XXII. UN SENTIMIENTO NUEVO AUNQUE MUY ANTIGUO
Este primer día había de ser mucho más animado que los siguientes. Godefroid, que se vio puesto al margen de todas las conferencias serias, no tuvo más remedio que abrir la Imitación de Jesucristo durante las horas de la mañana y de la noche en que permanecía solo en la casa, y acabó por estudiar aquel libro, de la forma en que se estudia un libro cuando no se tiene más que uno y no se puede hacer otra cosa. El libro se convierte entonces en algo parecido a la mujer que nos acompaña en la soledad; igual que es preciso odiar o adorar a la mujer, así nos empapamos del espíritu del autor, o bien no leemos ni diez líneas.
Pero téngase en cuenta que es imposible no dejarse cautivar por el Kempis, que es al dogma lo que la acción al pensamiento. El catolicismo vibra en él, se mueve, se agita, lucha cuerpo a cuerpo con la vida humana. Este libro es un amigo seguro. Habla a todas las pasiones, a todas las dificultades, incluso mundanas, resuelve todas las objeciones, es más elocuente que todos los predicadores, pues su voz es la nuestra, se alza en vuestro corazón y la oís por el alma.

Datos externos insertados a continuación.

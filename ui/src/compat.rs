// Platform specific helpers, re-exported from the module for the target.
#[cfg(target_arch = "wasm32")]
pub use wasm32::*;

#[cfg(not(target_arch = "wasm32"))]
pub use non_wasm32::*;

#[cfg(target_arch = "wasm32")]
pub mod wasm32 {
    use wasm_bindgen_futures::JsFuture;
    use web_sys::Window;

    pub async fn clipboard_set(text: String) -> bool {
        match web_sys::window().map(|win: Window| win.navigator().clipboard()) {
            Some(clipboard) => {
                let promise = clipboard.write_text(&text);
                JsFuture::from(promise).await.is_ok()
            }
            _ => false,
        }
    }
}

#[cfg(not(target_arch = "wasm32"))]
pub mod non_wasm32 {
    use dioxus_clipboard::prelude::*;

    pub async fn clipboard_set(text: String) -> bool {
        let mut clipboard = use_clipboard();
        clipboard.set(text).is_ok()
    }
}
//! Kerl sponge (Keccak-384 over ternary blocks) and the address checksum
//! built on it.

use num_bigint::BigInt;
use num_bigint::Sign;
use num_traits::ToPrimitive;
use num_traits::Zero;
use sha3::Digest;
use sha3::Keccak384;

use crate::trytes;
use crate::trytes::TrytesError;
use crate::trytes::HASH_TRYTES;

/// Trits absorbed or squeezed per Kerl block.
pub const HASH_TRITS: usize = 243;

const HASH_BYTES: usize = 48;

/// Number of trytes in an address checksum.
pub const CHECKSUM_TRYTES: usize = 9;

pub struct Kerl {
    keccak: Keccak384,
}

impl Default for Kerl {
    fn default() -> Self {
        Self::new()
    }
}

impl Kerl {
    pub fn new() -> Self {
        Self {
            keccak: Keccak384::new(),
        }
    }

    /// Absorbs whole 243-trit blocks.
    pub fn absorb(&mut self, trits: &[i8]) -> Result<(), TrytesError> {
        if trits.len() % HASH_TRITS != 0 {
            return Err(TrytesError::InvalidLength {
                expected: trits.len().next_multiple_of(HASH_TRITS),
                found: trits.len(),
            });
        }
        for block in trits.chunks(HASH_TRITS) {
            self.keccak.update(trits_to_bytes(block));
        }
        Ok(())
    }

    /// Squeezes `blocks` blocks of 243 trits.
    pub fn squeeze(&mut self, blocks: usize) -> Vec<i8> {
        let mut trits = Vec::with_capacity(blocks * HASH_TRITS);
        for _ in 0..blocks {
            let digest = self.keccak.finalize_reset();
            trits.extend(bytes_to_trits(&digest));
            let flipped: Vec<u8> = digest.iter().map(|b| !b).collect();
            self.keccak.update(flipped);
        }
        trits
    }
}

/// Converts one block to a 384-bit two's complement big-endian integer.
/// The last trit of the block is ignored.
fn trits_to_bytes(block: &[i8]) -> [u8; HASH_BYTES] {
    let three = BigInt::from(3u8);
    let mut value = BigInt::zero();
    for &trit in block[..HASH_TRITS - 1].iter().rev() {
        value = value * &three + BigInt::from(trit);
    }

    let raw = value.to_signed_bytes_be();
    let fill = if value.sign() == Sign::Minus { 0xff } else { 0x00 };
    let mut bytes = [fill; HASH_BYTES];
    bytes[HASH_BYTES - raw.len()..].copy_from_slice(&raw);
    bytes
}

/// Inverse of [`trits_to_bytes`]: the integer is reduced modulo 3^242 into
/// balanced form and the 243rd trit is zero.
fn bytes_to_trits(bytes: &[u8]) -> Vec<i8> {
    let three = BigInt::from(3u8);
    let modulus = three.pow(HASH_TRITS as u32 - 1);
    let half = (&modulus - BigInt::from(1u8)) / BigInt::from(2u8);

    let value = BigInt::from_signed_bytes_be(bytes);
    let mut rest = ((value + &half) % &modulus + &modulus) % &modulus;

    let mut trits = Vec::with_capacity(HASH_TRITS);
    for _ in 0..HASH_TRITS - 1 {
        let digit = (&rest % &three).to_i8().unwrap_or_default();
        trits.push(digit - 1);
        rest /= &three;
    }
    trits.push(0);
    trits
}

/// Kerl hash of a sequence of whole trytes blocks, as trytes.
pub fn hash_trytes(input: &str) -> Result<String, TrytesError> {
    let mut kerl = Kerl::new();
    kerl.absorb(&trytes::trytes_to_trits(input)?)?;
    trytes::trits_to_trytes(&kerl.squeeze(1))
}

/// The 9-tryte checksum of an address. A checksum already present on a
/// 90-tryte address is ignored and recomputed.
pub fn address_checksum(address: &str) -> Result<String, TrytesError> {
    let address = strip_checksum(address)?;
    let digest = hash_trytes(address)?;
    Ok(digest[HASH_TRYTES - CHECKSUM_TRYTES..].to_string())
}

pub fn add_checksum(address: &str) -> Result<String, TrytesError> {
    let checksum = address_checksum(address)?;
    Ok(format!("{}{}", strip_checksum(address)?, checksum))
}

/// The 81-tryte address without its checksum.
pub fn strip_checksum(address: &str) -> Result<&str, TrytesError> {
    if !trytes::is_hash(address) {
        return Err(TrytesError::InvalidLength {
            expected: HASH_TRYTES,
            found: address.len(),
        });
    }
    Ok(&address[..HASH_TRYTES])
}

#[cfg(test)]
mod tests {
    use super::*;

    #[test]
    fn block_conversion_round_trips_in_range() {
        let mut block = vec![0i8; HASH_TRITS];
        for (i, trit) in block.iter_mut().enumerate().take(HASH_TRITS - 1) {
            *trit = [1, -1, 0, 1, 1, -1][i % 6];
        }
        let bytes = trits_to_bytes(&block);
        assert_eq!(bytes_to_trits(&bytes), block);
    }

    #[test]
    fn negative_values_are_sign_extended() {
        let mut block = vec![0i8; HASH_TRITS];
        block[0] = -1;
        let bytes = trits_to_bytes(&block);
        assert!(bytes.iter().all(|b| *b == 0xff));
        assert_eq!(bytes_to_trits(&bytes), block);
    }

    #[test]
    fn last_trit_is_ignored() {
        let mut a = vec![1i8; HASH_TRITS];
        let mut b = a.clone();
        a[HASH_TRITS - 1] = 1;
        b[HASH_TRITS - 1] = -1;
        assert_eq!(trits_to_bytes(&a), trits_to_bytes(&b));
    }

    #[test]
    fn checksum_is_nine_trytes_and_deterministic() {
        let address = "A".repeat(81);
        let checksum = address_checksum(&address).unwrap();
        assert_eq!(checksum.len(), CHECKSUM_TRYTES);
        assert!(trytes::is_trytes(&checksum));
        assert_eq!(address_checksum(&address).unwrap(), checksum);

        let with_checksum = add_checksum(&address).unwrap();
        assert_eq!(with_checksum.len(), 90);
        assert_eq!(address_checksum(&with_checksum).unwrap(), checksum);
        assert_ne!(address_checksum(&"B".repeat(81)).unwrap(), checksum);
    }

    const KERL_INPUT: &str =
        "GYOMKVTSNHVJNCNFBBAH9AAMXLPLLLROQY99QN9DLSJUHDPBLCFFAIQXZA9BKMBJCYSFHFPXAHDWZFEIZ";
    const KERL_DIGEST: &str =
        "OXJCNFHUNAHWDLKKPELTBFUCVW9KLXKOGWERKTJXQMXTKFKNWNNXYD9DMJJABSEIONOSJTTEVKVDQEWTW";

    #[test]
    fn hash_matches_reference_vector() {
        assert_eq!(hash_trytes(KERL_INPUT).unwrap(), KERL_DIGEST);
    }

    #[test]
    fn checksum_matches_reference_vector() {
        assert_eq!(address_checksum(KERL_INPUT).unwrap(), "VKVDQEWTW");
        let with_checksum = add_checksum(KERL_INPUT).unwrap();
        assert_eq!(with_checksum, format!("{}VKVDQEWTW", KERL_INPUT));
        assert_eq!(strip_checksum(&with_checksum).unwrap(), KERL_INPUT);
    }

    #[test]
    fn checksum_rejects_bad_lengths() {
        assert!(address_checksum("ABC").is_err());
        assert!(address_checksum(&"a".repeat(81)).is_err());
    }

    #[test]
    fn absorb_requires_whole_blocks() {
        let mut kerl = Kerl::new();
        assert!(kerl.absorb(&[0; 10]).is_err());
        assert!(kerl.absorb(&[0; HASH_TRITS * 2]).is_ok());
        assert_eq!(kerl.squeeze(2).len(), HASH_TRITS * 2);
    }
}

Es el Evangelio traducido, en fin, apropiado a todas las épocas, superpuesto a todas las situaciones. Es extraordinario que la Iglesia no haya canonizado a Gerson, porque no hay duda de que el Espíritu Santo animaba su pluma.
Para Godefroid, el hotel de La Chanterie encerraba a una mujer además del libro, y cada día que pasaba se sentía más prendado de esta mujer; descubría en ella flores enterradas bajo la nieve de los inviernos, entreveía las delicias de aquella amistad santa permitida por la religión, a la que sonríen los ángeles y que por lo demás era la que unía a aquellas cinco personas, y contra la cual nada malo podía prevalecer. Es un sentimiento superior a todos los demás, un amor de alma a alma, parecido a esas flores tan raras nacidas en las cumbres más elevadas de la tierra, y del que se ofrecen a la humanidad uno o dos ejemplos de siglo en siglo, por el que a menudo se unen los amantes y que justifica los afectos fieles, inexplicables por las leyes ordinarias del mundo. Se trata de un afecto sin ningún desengaño, sin peleas, sin vanidad, sin disgustos, incluso sin contrastes, hasta tal punto se confunden las naturalezas morales. Godefroid vislumbraba las delicias de aquel sentimiento inmenso, infinito, hijo de la caridad católica. A veces no podía creer en el espectáculo que tenía ante sus ojos, y buscaba los motivos ocultos tras la sublime amistad de aquellas cinco personas, sorprendido de encontrar unos auténticos católicos, unos cristianos de los primeros tiempos de la Iglesia en el París de 1835.